Although pathologic assessment of skin tumors via biopsy remains the “gold standard” to diagnose basal cell carcinoma, better ways to perform noninvasive examinations are always useful to help avoid, when possible, biopsy’s potential permanent scars, especially on the face. High-frequency ultrasound should be used more frequently for this purpose, as well as for identifying basal cell carcinomas at the earliest possible time, according to Hongzhong Jin, MD, of Peking Union Medical College, Beijing, China, and colleagues. Their work about the modality’s underappreciated utility is published in Skin Research and Technology.

Occasionally, basal cell carcinoma can appear similar to that of some benign pigmented skin lesions, such as melanocytic nevi and seborrheic keratosis. From their study of 54 known basal cell carcinomas, 51 melanocytic nevi, and 55 seborrheic keratoses, the team determined that several sonographic signs were statistically significant indicators of basal cell carcinoma. “Anechoic areas and epidermal interrupted echo were the strongest indicators for [cancer] diagnosis when present, followed by irregular shape and subcutaneous tissue invasion,” they wrote. Also significantly associated with malignancy were ill-defined margins (P < .001) and hyperechoic spots (P = .001).

Conversely, the researchers made a novel observation related to nonmalignant tumors. They noticed that when a high-resolution ultrasound reveals a tumor has certain similarities to a mushroom—a “cap” with clear boundaries, a “stalk”—the finding “has high specificity and positive predictive value in diagnosing melanocytic nevi,” they wrote.

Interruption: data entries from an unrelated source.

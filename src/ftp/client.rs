//! Stateful FTP client — owns the control session and issues commands.
//!
//! Lifecycle: `connect()` → greeting (220) → USER → PASS → authenticated.
//! Single-command operations live here; transfers are in `file_ops.rs` and
//! directory operations in `directory.rs`.

use crate::ftp::connection;
use crate::ftp::dispatcher::CommandDispatcher;
use crate::ftp::error::{FtpError, FtpErrorKind, FtpResult};
use crate::ftp::types::{
    lock_state, FtpConfig, FtpEvent, RemoteStat, Reply, SessionState, TransferType,
};
use chrono::{DateTime, NaiveDateTime, TimeZone, Utc};
use std::sync::{Arc, Mutex};
use tokio::sync::broadcast;
use tokio::time::Duration;
use uuid::Uuid;

/// A connected FTP client session.
#[derive(Debug)]
pub struct FtpClient {
    pub id: String,
    pub(crate) dispatcher: CommandDispatcher,
    pub(crate) config: FtpConfig,
    session: Arc<Mutex<SessionState>>,
    events: broadcast::Sender<FtpEvent>,
}

impl FtpClient {
    /// Establish a new FTP session: open the control connection, wait for
    /// the 220 greeting, then authenticate with USER/PASS.
    ///
    /// No command is sent before the greeting arrives; `authenticated`
    /// becomes true only after the full handshake succeeds.
    pub async fn connect(config: FtpConfig) -> FtpResult<Self> {
        if config.host.is_empty() {
            return Err(FtpError::validation("host must not be empty"));
        }

        let id = Uuid::new_v4().to_string();
        let stream = connection::connect(&config).await?;
        let session = Arc::new(Mutex::new(SessionState {
            connected: true,
            ..Default::default()
        }));
        let (events, _) = broadcast::channel(64);
        let mut dispatcher = CommandDispatcher::new(
            stream,
            Arc::clone(&session),
            events.clone(),
            Duration::from_secs(config.command_timeout_secs),
        );
        let _ = events.send(FtpEvent::Connected {
            host: config.host.clone(),
            port: config.port,
        });
        log::info!("[ftp:{}] connected to {}:{}", id, config.host, config.port);

        let greeting = dispatcher.wait_greeting().await?;
        if greeting.code != 220 {
            return Err(FtpError::from_reply(greeting.code, &greeting.message));
        }

        let user = dispatcher
            .send(&format!("USER {}", config.username), false)
            .await?;
        if user.is_intermediate() {
            if user.code != 331 {
                return Err(FtpError::from_reply(user.code, &user.message));
            }
            let pass = dispatcher
                .send(&format!("PASS {}", config.password), false)
                .await?;
            if !pass.is_success() {
                return Err(FtpError::from_reply(pass.code, &pass.message));
            }
        } else if !user.is_success() {
            return Err(FtpError::from_reply(user.code, &user.message));
        }
        lock_state(&session).authenticated = true;
        log::info!("[ftp:{}] authenticated as {}", id, config.username);

        let type_reply = dispatcher.send(config.transfer_type.command(), false).await?;
        if !type_reply.is_success() {
            return Err(FtpError::from_reply(type_reply.code, &type_reply.message));
        }

        Ok(Self {
            id,
            dispatcher,
            config,
            session,
            events,
        })
    }

    /// Close the session: best-effort QUIT (failures swallowed), then tear
    /// down the transport and clear the session flags.
    pub async fn close(&mut self) {
        if lock_state(&self.session).connected {
            if let Err(e) = self.dispatcher.send("QUIT", false).await {
                log::warn!("[ftp:{}] QUIT failed: {}", self.id, e);
            }
        }
        self.dispatcher.shutdown();
        {
            let mut state = lock_state(&self.session);
            state.connected = false;
            state.authenticated = false;
        }
        let _ = self.events.send(FtpEvent::Closed);
        log::info!("[ftp:{}] closed", self.id);
    }

    // ─── Session introspection ───────────────────────────────────

    /// Snapshot of the session flags and counters.
    pub fn session(&self) -> SessionState {
        lock_state(&self.session).clone()
    }

    pub fn is_connected(&self) -> bool {
        lock_state(&self.session).connected
    }

    pub fn is_authenticated(&self) -> bool {
        lock_state(&self.session).authenticated
    }

    /// Subscribe to session notifications (connected, raw reply lines,
    /// errors, closed). Lagging subscribers lose events.
    pub fn subscribe(&self) -> broadcast::Receiver<FtpEvent> {
        self.events.subscribe()
    }

    // ─── Single-command operations ───────────────────────────────

    /// Execute a raw FTP command (for advanced users / debugging).
    pub async fn raw(&mut self, command: &str) -> FtpResult<Reply> {
        self.dispatcher.send(command, false).await
    }

    /// Probe the control connection with NOOP.
    pub async fn noop(&mut self) -> FtpResult<()> {
        self.expect_success("NOOP").await.map(|_| ())
    }

    /// Change the remote working directory.
    pub async fn cd(&mut self, path: &str) -> FtpResult<()> {
        self.expect_success(&format!("CWD {}", path)).await.map(|_| ())
    }

    /// Current remote working directory, parsed from the PWD reply.
    pub async fn pwd(&mut self) -> FtpResult<String> {
        let reply = self.expect_success("PWD").await?;
        extract_quoted(&reply.message)
            .ok_or_else(|| FtpError::parse(format!("cannot parse PWD reply: {}", reply.message)))
    }

    /// Size of a remote file (RFC 3659 SIZE).
    pub async fn size(&mut self, path: &str) -> FtpResult<u64> {
        let reply = self.expect_success(&format!("SIZE {}", path)).await?;
        reply
            .message
            .trim()
            .parse::<u64>()
            .map_err(|_| FtpError::parse(format!("cannot parse SIZE reply: {}", reply.message)))
    }

    /// Modification time of a remote file (RFC 3659 MDTM), reply payload
    /// `YYYYMMDDhhmmss` in UTC.
    pub async fn modified_time(&mut self, path: &str) -> FtpResult<DateTime<Utc>> {
        let reply = self.expect_success(&format!("MDTM {}", path)).await?;
        parse_mdtm(reply.message.trim())
    }

    /// Whether a remote path exists (file or directory).
    pub async fn exists(&mut self, path: &str) -> FtpResult<bool> {
        Ok(self.stat(path).await?.exists)
    }

    /// Probe a remote path: a successful SIZE marks a file; otherwise a CWD
    /// probe (with the working directory restored) detects a directory.
    pub async fn stat(&mut self, path: &str) -> FtpResult<RemoteStat> {
        match self.size(path).await {
            Ok(size) => Ok(RemoteStat {
                exists: true,
                size: Some(size),
                is_file: true,
                is_dir: false,
            }),
            Err(e) if e.kind == FtpErrorKind::Protocol => {
                let previous = self.pwd().await.ok();
                match self.dispatcher.send(&format!("CWD {}", path), false).await {
                    Ok(_) => {
                        if let Some(prev) = previous {
                            let _ = self.dispatcher.send(&format!("CWD {}", prev), false).await;
                        }
                        Ok(RemoteStat {
                            exists: true,
                            size: None,
                            is_file: false,
                            is_dir: true,
                        })
                    }
                    Err(e2) if e2.kind == FtpErrorKind::Protocol => Ok(RemoteStat {
                        exists: false,
                        size: None,
                        is_file: false,
                        is_dir: false,
                    }),
                    Err(e2) => Err(e2),
                }
            }
            Err(e) => Err(e),
        }
    }

    /// Switch the transfer type for subsequent transfers.
    pub async fn set_type(&mut self, tt: TransferType) -> FtpResult<()> {
        self.expect_success(tt.command()).await?;
        self.config.transfer_type = tt;
        Ok(())
    }

    /// Change file permissions via SITE CHMOD (common but not standard).
    pub async fn chmod(&mut self, path: &str, mode: &str) -> FtpResult<()> {
        self.expect_success(&format!("SITE CHMOD {} {}", mode, path))
            .await
            .map(|_| ())
    }

    /// Execute a raw SITE command.
    pub async fn site(&mut self, args: &str) -> FtpResult<Reply> {
        self.dispatcher.send(&format!("SITE {}", args), false).await
    }

    // ─── Internals ───────────────────────────────────────────────

    /// Send a command and require a 2xx completion reply.
    pub(crate) async fn expect_success(&mut self, command: &str) -> FtpResult<Reply> {
        let reply = self.dispatcher.send(command, false).await?;
        if !reply.is_success() {
            return Err(FtpError::from_reply(reply.code, &reply.message));
        }
        Ok(reply)
    }
}

// ─── Helpers ─────────────────────────────────────────────────────────

/// Extract the first double-quoted segment, as in `257 "/some/path" created`.
pub(crate) fn extract_quoted(text: &str) -> Option<String> {
    let start = text.find('"')?;
    let end = text[start + 1..].find('"')?;
    Some(text[start + 1..start + 1 + end].to_string())
}

/// Parse a 14-digit `YYYYMMDDhhmmss` MDTM payload as UTC. Fractional
/// seconds after the 14th digit are ignored.
fn parse_mdtm(text: &str) -> FtpResult<DateTime<Utc>> {
    let digits = text
        .get(..14)
        .filter(|s| s.bytes().all(|b| b.is_ascii_digit()))
        .ok_or_else(|| FtpError::parse(format!("cannot parse MDTM reply: {}", text)))?;
    NaiveDateTime::parse_from_str(digits, "%Y%m%d%H%M%S")
        .map(|dt| Utc.from_utc_datetime(&dt))
        .map_err(|_| FtpError::parse(format!("cannot parse MDTM reply: {}", text)))
}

Dermatologists should consider high-frequency ultrasound when they are unsure about a lesion type after examination with the naked eye and dermoscopy, concluded the authors. It can improve the accuracy of basal cell carcinoma identification without biopsy, but it can help to detect the optimal biopsy location should one ultimately need to be done and provide information such as tumor depth in the event of later full removal.

Disclosure: The study authors’ disclosure information can be found at wiley.com.